Each year, roughly 4 million young Americans begin work and careers. But President Joe Biden and his progressive deputies have welcomed the inflow of roughly 2 million people across the southern border, alongside the annual inflow of roughly 1 million legal immigrants and a similar of visa workers.

Overall, that adds up to at least one new migrant for every two Americans, each of whom will compete for the jobs, homes, and careers needed by Americans. In practice, this means the federal government is tilting the economy, wages, and government priorities away from ordinary Americans, and towards coastal investors, political donors, Fortune 500 companies, and foreign migrants.

In Nebraska, for example, business groups are calling for more migrants because President Donald Trump’s migration cutbacks have reduced the supply of workers and forced employers to pay higher wages.

Nebraska.TV reported on August 7:

It’s easy to see a “Help Wanted“ sign in any Nebraska town or city, and that’s why some organizations are working together to build a state-wide coalition and to change the narrative so people understand immigrants could be central to addressing the labor shortage problems in the state.

[Nebraska Hispanic Chamber President Yesenia] Peck said at the end of the day, short staffing affects everyone. With the labor shortage, companies have to pay more for workers available.

“This is not good,” Peck said.

Business groups justify their demands for cheaper labor as a fix for rising inflation rates — but survey data shows that rising wages contribute little to the rising cost of retail goods.

Rising wages are also good for politicians, according to the former head of the U.S. Chamber of Commerce.

Extraction Migration

Since at least 1990, the D.C. establishment has extracted tens of millions of legal and illegal migrants —plus temporary visa workers — from poor countries to serve as workers, managers, consumers, and renters for various U.S. investors and CEOs.

This half-hidden federal economic policy of Extraction Migration has tilted the free market toward investors and employers.

This labor inflation makes it difficult for ordinary Americans to get married,  advance in their careers, raise families, or buy homes.
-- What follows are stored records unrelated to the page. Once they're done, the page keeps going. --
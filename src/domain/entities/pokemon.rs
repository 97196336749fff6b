//! Pokemon entity resolved from a single upstream detail call.

use serde::{Deserialize, Serialize};

/// A fully resolved Pokemon record.
///
/// Only the fields listed here are read from the upstream payload; everything
/// else in the PokeAPI document is discarded during deserialization. `name`
/// and `id` are required, the remaining fields are extracted on a best-effort
/// basis and stay `None` when missing or `null` upstream.
///
/// Identity is [`Pokemon::id`]. Records are immutable once fetched.
#[derive(Debug, Clone, PartialEq, Eq, Serialize, Deserialize)]
pub struct Pokemon {
    pub name: String,
    #[serde(default)]
    pub weight: Option<i32>,
    #[serde(default)]
    pub height: Option<i32>,
    #[serde(default)]
    pub location_area_encounters: Option<String>,
    #[serde(default)]
    pub base_experience: Option<i32>,
    pub id: i64,
}

impl Pokemon {
    /// Creates a record with every optional field populated.
    pub fn new(
        id: i64,
        name: String,
        weight: i32,
        height: i32,
        location_area_encounters: String,
        base_experience: i32,
    ) -> Self {
        Self {
            name,
            weight: Some(weight),
            height: Some(height),
            location_area_encounters: Some(location_area_encounters),
            base_experience: Some(base_experience),
            id,
        }
    }
}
Extraction migration has also slowed innovation and shrunk Americans’ productivity, partly because it allows employers to boost stock prices by using cheap stoop labor instead of productivity-boosting technology.
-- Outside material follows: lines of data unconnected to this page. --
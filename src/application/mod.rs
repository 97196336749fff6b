//! Application layer: orchestration and failure isolation.
//!
//! This layer coordinates the upstream traits and the cache into the
//! cache-aside aggregation flow consumed by the HTTP and queue entry points.
//!
//! # Modules
//!
//! - [`services::pokemon_service::PokemonService`] - Cache-aside page aggregation
//! - [`circuit_breaker`] - Per-operation circuit breakers with fallback support
//! - [`query_worker`] - Queue consumer resolving single references

pub mod circuit_breaker;
pub mod query_worker;
pub mod services;

pub use circuit_breaker::{
    CircuitBreaker, CircuitBreakerConfig, CircuitBreakers, CircuitError, CircuitState,
};
//! REST API layer for HTTP request/response handling.
//!
//! This layer translates HTTP requests into service calls and formats
//! responses according to API contracts.
//!
//! # Modules
//!
//! - [`dto`] - Data Transfer Objects for request/response serialization
//! - [`handlers`] - HTTP request handlers
//! - [`middleware`] - Rate limiting and tracing middleware
//! - [`routes`] - Route configuration and composition

pub mod dto;
pub mod handlers;
pub mod middleware;
pub mod routes;
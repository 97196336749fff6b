//! Message queue integration for the query consumer.
//!
//! Provides a [`MessageSource`] trait with a Redis list implementation,
//! [`RedisListQueue`].

mod redis_list;
mod source;

pub use redis_list::RedisListQueue;
pub use source::{MessageSource, QueueError, QueueMessage, QueueResult};

#[cfg(test)]
pub use source::MockMessageSource;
Migration undermines employees’ workplace rights, and it widens the regional wealth gaps between the Democrats’ big coastal states and the Republicans’ heartland and southern states. The flood of cheap labor tilts the economy towards low-productivity jobs and has shoved at least ten million American men out of the labor force.

An economy built on extraction migration also drains Americans’ political clout over elites, alienates young people, and radicalizes Americans’ democratic civic culture because it allows wealthy elites to ignore despairing Americans at the bottom of society.

The economic policy is backed by progressives who wish to transform the U.S. from a society governed by European-origin civic culture into a progressive-directed empire of competitive, resentful identity groups. “We’re trying to become the first multiracial, multi-ethnic superpower in the world,” Rep. Rohit Khanna (D-CA) told the New York Times in March 2022. “It will be an extraordinary achievement … we will ultimately triumph,” he boasted.

 The progressives’ colonialism-like economic strategy kills many migrants. It exploits the poverty of migrants and splits foreign families as it extracts human resources from poor home countries to serve wealthy U.S. investors. This migration policy also minimizes shareholder pressure on U.S. companies to build up beneficial and complementary trade with people in poor countries.

Business-backed migration advocates hide this Extraction Migration economic policy behind a wide variety of noble-sounding explanations and theatrical border security programs. For example, progressives claim that the U.S. is a “Nation of Immigrants,” that migration is good for migrants, and that the state must renew itself by replacing populations.